The process can be done in most email clients (Outlook, Eudora, Thunderbird, AppleMail, etc) automatically after a five to seven minute setup. After that, as long as you're encrypting mail to your recipients and they to you, no one will ever know what you're saying ever again.

If it's so easy, why isn't everyone using it?


Good question! Laziness!

While setting up and using this technology is very simple, it does require you to set it up and it does require some extra work when you start to encrypt mail to new people (you have to add their public key to your 'keychain'). It's not a lot of work but it's more than most people want to do just to send an email - especially if they have nothing to hide.

Exactly! I have nothing to hide, why would I worry who reads my email?


Are you ashamed about sex with your spouse? Can I come over and peek through the windows next time you guys are romantic?  The truth is, you don't have to be doing anything wrong to deserve or want privacy. In fact, it's the innocent who require and should demand the most privacy. If you're not doing anything wrong, why should someone be reading your emails? Personally, the fact that there's possibly some guy I don't know sitting in some analysis room reading YOUR private emails makes me mad as hell. You deserve privacy and YOU exerting your right to it makes a stronger case for all of us privacy loving netizens.

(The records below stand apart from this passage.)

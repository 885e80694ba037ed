//! Log severity thresholds.
//!
//! Six levels from `fatal` (quietest) to `trace` (most verbose). Tracing has
//! no fatal level, so fatal records are `ERROR` events with the
//! [`FATAL_TARGET`] target, emitted with [`fatal!`](crate::fatal).

use serde::{Deserialize, Deserializer, Serialize, Serializer};
use std::fmt;
use std::str::FromStr;
use tracing::Metadata;
use tracing::level_filters::LevelFilter;

/// Target carried by fatal records.
pub const FATAL_TARGET: &str = "cmdkit::fatal";

/// Emit a fatal record. Unlike `std::process::exit`-style loggers this only
/// logs; the caller decides how to stop.
#[macro_export]
macro_rules! fatal {
    ($($arg:tt)+) => {
        ::tracing::error!(target: $crate::logging::FATAL_TARGET, $($arg)+)
    };
}

/// Severity threshold, ordered from least to most verbose.
#[derive(Debug, Clone, Copy, PartialEq, Eq, PartialOrd, Ord, Hash, Default)]
pub enum Level {
    Fatal,
    Error,
    Warn,
    #[default]
    Info,
    Debug,
    Trace,
}

impl Level {
    /// Accepted names, used for `--log-level` possible values.
    pub const NAMES: &'static [&'static str] = &["fatal", "error", "warn", "info", "debug", "trace"];

    pub const ALL: [Level; 6] = [
        Level::Fatal,
        Level::Error,
        Level::Warn,
        Level::Info,
        Level::Debug,
        Level::Trace,
    ];

    pub fn as_str(self) -> &'static str {
        match self {
            Level::Fatal => "fatal",
            Level::Error => "error",
            Level::Warn => "warn",
            Level::Info => "info",
            Level::Debug => "debug",
            Level::Trace => "trace",
        }
    }

    /// Closest tracing filter. `Fatal` maps to `ERROR` and is narrowed
    /// further by [`Level::enables`].
    pub fn to_filter(self) -> LevelFilter {
        match self {
            Level::Fatal | Level::Error => LevelFilter::ERROR,
            Level::Warn => LevelFilter::WARN,
            Level::Info => LevelFilter::INFO,
            Level::Debug => LevelFilter::DEBUG,
            Level::Trace => LevelFilter::TRACE,
        }
    }

    /// Whether a record passes this threshold.
    pub fn enables(self, meta: &Metadata<'_>) -> bool {
        if *meta.level() > self.to_filter() {
            return false;
        }
        self != Level::Fatal || meta.target() == FATAL_TARGET
    }
}

impl fmt::Display for Level {
    fn fmt(&self, f: &mut fmt::Formatter<'_>) -> fmt::Result {
        f.write_str(self.as_str())
    }
}

/// Error for an unrecognized level name.
#[derive(Debug, Clone, PartialEq, Eq, thiserror::Error)]
#[error("unknown log level {0:?}")]
pub struct ParseLevelError(pub String);

impl FromStr for Level {
    type Err = ParseLevelError;

    fn from_str(s: &str) -> Result<Self, Self::Err> {
        match s.trim().to_ascii_lowercase().as_str() {
            "fatal" => Ok(Level::Fatal),
            "error" => Ok(Level::Error),
            "warn" | "warning" => Ok(Level::Warn),
            "info" => Ok(Level::Info),
            "debug" => Ok(Level::Debug),
            "trace" => Ok(Level::Trace),
            _ => Err(ParseLevelError(s.to_string())),
        }
    }
}

impl Serialize for Level {
    fn serialize<S: Serializer>(&self, serializer: S) -> Result<S::Ok, S::Error> {
        serializer.serialize_str(self.as_str())
    }
}

impl<'de> Deserialize<'de> for Level {
    fn deserialize<D: Deserializer<'de>>(deserializer: D) -> Result<Self, D::Error> {
        let s = String::deserialize(deserializer)?;
        s.parse().map_err(serde::de::Error::custom)
    }
}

Alright, where can I find out more?


There's not a lot your have to do to get started. If you're a Windows user, first make sure your computer is virus and spyware free (I assume you know how to do that) then head over to http://www.gpg4win.org/download.html, download, and set up the software. Go through the steps in this article to set the software up and generate your public/private key, and get the keys of those you communicate with. With that, you are totally secure!

Happy, safe, computing!

1 comment:

Christine said...

Thanks Tony! That is so helpful. I don't even think about stuff like this on a daily basis. Maybe that's why we have so many problems today. People don't know how to protect themselves. Thanks!